Copa do Mundo: Brasil como potência mundial?

Aproxima-se a Copa do Mundo, onde o Brasil vai jogar tentando ser hexacampeão. O país vai parar e seus mais de 170 milhões de habitantes vão esquecer de tudo, até de comer, de beber e de amar, para ficar pendente diante de um televisor acompanhando o balé dos meninos em campo. Como dizia o saudoso Nelson Rodrigues, “É a pátria de chuteiras!”

Quem quiser trabalhar não vai conseguir, quem quiser silêncio para pensar, meditar ou simplesmente dormir também não vai. Seremos todos obrigados a compartilhar os gritos de ansiedade insuportável da torcida nervosa que rói as unhas e chora e se agita diante do jogo. Ou a ouvir os foguetes a cada gol realizado pela seleção verde-amarela. Ou a ser contagiados pelo desespero que toma conta do país inteiro a cada gol que o adversário consegue meter na rede.

As empresas e repartições públicas já se resignaram: meio expediente ou expediente nenhum quando houver jogo do Brasil. Não adianta, ninguém vai trabalhar mesmo. E quem estiver, não consegue render. E mesmo porque não haverá clientes. É o destino da pátria sendo decidido por 11 pares de pés que se movimentam em campo. E por duas mãos do goleiro que agarra as tentativas de gol do adversário.

Por sua perícia no esporte nacional, por sua quantidade de bons jogadores, é verdade que o Brasil tem se feito respeitar no mundo inteiro. E isso faz bem ao nosso ego em baixa, ao nosso complexo de cachorro vira-lata, como diria uma vez mais Nelson Rodrigues. Faz bem ser contado entre os melhores do mundo num momento em que vamos tão mal, com a esperança do povo fazendo água por todos os lados, com o desanimo e o desalento tomando o lugar da contagiante alegria, com a violência engolindo a tradicional cordialidade do brasileiro.

Por outro lado, a Copa do Mundo e uma eventual vitória do Brasil pode ser uma perigosa tentação de euforia falsa e efêmera, assim como de acomodação e um dormir sobre louros que na verdade não existem e já nasceram reduzidos a pó. Os da minha geração não se terão esquecido do engodo preparado pela ditadura militar no governo Médici, que fez com que a vitória do Brasil, conquistando o tri-campeonato em Guadalajara, México desviasse a atenção da opinião pública para as barbaridades que aconteciam nos porões dos cárceres do regime.

Enquanto a população gritava “Gol” e dava vivas à Seleção Campeã, nas prisões brasileiras jovens de ambos os sexos e de curta idade eram torturados até à morte; mulheres grávidas perdiam os bebês devido ao sofrimento físico e moral por que passavam. Apenas a voz da Igreja, na pessoa de seus bispos se levantava para denunciar este estado de coisas e defender os direitos humanos. E enquanto isso os brasileiros gritavam “gol” e pediam “bis”.

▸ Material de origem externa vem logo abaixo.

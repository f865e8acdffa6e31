use rand::Rng;
use strum::{EnumIter, VariantArray};

use crate::env::{DiscreteActionSpace, Environment, Report};

/// Number of rows and columns of the grid
pub const GRID_SIZE: usize = 7;

/// Where every episode begins
pub const START: Pos = Pos::new(0, 0);

/// Absorbing goal worth [`SMALL_GOAL_REWARD`]
pub const SMALL_GOAL: Pos = Pos::new(3, 3);

/// Absorbing goal worth [`BIG_GOAL_REWARD`]
pub const BIG_GOAL: Pos = Pos::new(6, 6);

pub const WALL_REWARD: f64 = -5.0;
pub const BIG_GOAL_REWARD: f64 = 100.0;
pub const SMALL_GOAL_REWARD: f64 = 10.0;
pub const STEP_REWARD: f64 = -1.0;

/// A cell of the grid as `(row, col)`
///
/// Coordinates are signed so that a candidate move past the edge (row or column `-1` or `7`)
/// can be represented before [`resolve_boundaries`] folds it back onto the grid.
#[derive(Clone, Copy, Debug, Hash, PartialEq, Eq)]
pub struct Pos {
    pub row: i32,
    pub col: i32,
}

impl Pos {
    pub const fn new(row: i32, col: i32) -> Self {
        Self { row, col }
    }

    /// The cell one move away in the direction of `action`, which may lie off the grid
    pub fn offset(self, action: Action) -> Self {
        let (dr, dc) = action.delta();
        Self::new(self.row + dr, self.col + dc)
    }

    pub fn is_on_grid(self) -> bool {
        let range = 0..GRID_SIZE as i32;
        range.contains(&self.row) && range.contains(&self.col)
    }

    pub fn is_goal(self) -> bool {
        self == SMALL_GOAL || self == BIG_GOAL
    }
}

impl From<(i32, i32)> for Pos {
    fn from((row, col): (i32, i32)) -> Self {
        Self::new(row, col)
    }
}

/// Grid moves, listed in the order the greedy policy breaks ties
#[derive(EnumIter, VariantArray, Clone, Copy, Debug, Hash, PartialEq, Eq)]
pub enum Action {
    Up,
    Down,
    Left,
    Right,
}

impl Action {
    /// `(d_row, d_col)`
    pub fn delta(self) -> (i32, i32) {
        match self {
            Action::Up => (-1, 0),
            Action::Down => (1, 0),
            Action::Left => (0, -1),
            Action::Right => (0, 1),
        }
    }
}

/// Fold a candidate move back onto the grid
///
/// A candidate outside the grid is a wall hit: the agent stays at `current`.
///
/// **Returns** `(resolved, hit_wall)`
pub fn resolve_boundaries(current: Pos, candidate: Pos) -> (Pos, bool) {
    if candidate.is_on_grid() {
        (candidate, false)
    } else {
        (current, true)
    }
}

/// Reward for landing on `next`. A wall hit takes precedence over any goal.
pub fn reward(next: Pos, hit_wall: bool) -> f64 {
    if hit_wall {
        WALL_REWARD
    } else if next == BIG_GOAL {
        BIG_GOAL_REWARD
    } else if next == SMALL_GOAL {
        SMALL_GOAL_REWARD
    } else {
        STEP_REWARD
    }
}

/// A 7x7 grid bounded by walls with two absorbing goals
///
/// The agent starts at [`START`]. Stepping onto [`SMALL_GOAL`] or [`BIG_GOAL`] ends the
/// episode, after which the environment is inactive until [`reset`](Environment::reset).
pub struct GridWorld {
    pos: Pos,
    pub report: Report,
}

impl GridWorld {
    pub fn new() -> Self {
        Self {
            pos: START,
            report: Report::new(vec!["steps", "episodes", "walls"]),
        }
    }

    /// Current position of the agent
    pub fn pos(&self) -> Pos {
        self.pos
    }

    /// Where `action` takes an agent standing at `current`
    ///
    /// **Returns** `(resolved, hit_wall)`
    pub fn transition(current: Pos, action: Action) -> (Pos, bool) {
        resolve_boundaries(current, current.offset(action))
    }
}

impl Default for GridWorld {
    fn default() -> Self {
        Self::new()
    }
}

impl Environment for GridWorld {
    type State = Pos;
    type Action = Action;

    fn is_active(&self) -> bool {
        !self.pos.is_goal()
    }

    fn step(&mut self, action: Self::Action) -> (Self::State, f64) {
        self.report.entry("steps").and_modify(|x| *x += 1.0);

        let (next, hit_wall) = Self::transition(self.pos, action);
        self.pos = next;

        if hit_wall {
            self.report.entry("walls").and_modify(|x| *x += 1.0);
        }
        if next.is_goal() {
            self.report.entry("episodes").and_modify(|x| *x += 1.0);
        }

        (next, reward(next, hit_wall))
    }

    fn reset(&mut self) -> Self::State {
        self.pos = START;
        self.pos
    }

    fn random_action<R: Rng + ?Sized>(&self, rng: &mut R) -> Self::Action {
        Action::VARIANTS[rng.gen_range(0..Action::VARIANTS.len())]
    }
}

impl DiscreteActionSpace for GridWorld {
    fn actions(&self) -> Vec<Self::Action> {
        Action::VARIANTS.to_vec()
    }
}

Uma vez conquistado o título, foi a vez de a Economia montar e consolidar sua mentira. O famoso “milagre brasileiro” que fez a classe média acreditar que era rica esburacou para sempre as finanças do país e até hoje pagamos as amargas conseqüências e o preço alto daquele embuste. Ao “milagre” de curta duração, seguiu-se a inflação galopante e a pobreza crescente, sempre regado com discursos que diziam ser necessário que o bolo crescesse primeiro para depois reparti-lo.

Enquanto isso, a seleção voltava do México e era aclamada pelas ruas. E o fosso entre ricos e pobres aumentava . E toda uma geração era perseguida, torturada e morta nos porões do sistema. E o povo brasileiro se alegrava com seu aparente triunfo, com sua estrela brilhando, sem saber que era cadente.

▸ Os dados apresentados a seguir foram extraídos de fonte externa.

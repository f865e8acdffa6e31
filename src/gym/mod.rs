pub mod grid_world;

pub use grid_world::{Action, GridWorld, Pos};
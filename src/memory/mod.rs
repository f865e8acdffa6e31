mod exp;

pub use exp::*;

É tempo de Copa do Mundo e é justo e necessário torcer e muito por nossa seleção, por nossos jogadores. Vale tudo: chamar o juiz de ladrão, roer as unhas, arrancar os cabelos, gritar de alegria pelo gol feito e de angústia e frustração pelo gol tomado.

No entanto, não esquecer é preciso que o país do futebol é também o país dos contrastes sociais, de problemas imensos que não serão resolvidos se a gloriosa seleção nos trouxer o hexa. Importa compartilhar a alegria do povo com essa festa democrática que é um campeonato mundial de futebol. Mas fazê-lo sem esquecer que o país do futebol tem grandes problemas que não serão resolvidos com a perícia dos chutes do Fenômeno ou com o gênio gaúcho do outro Ronaldinho. Apenas com muito trabalho, espírito comunitário e desejo de justiça.

 

* Maria Clara Lucchetti Bingemer, teóloga, professora e decana do Centro de Teologia e Ciências Humanas da PUC-Rio. É também autora de "A Argila e o espírito - ensaios sobre ética, mística e poética" (Ed. Garamond), entre outros livros.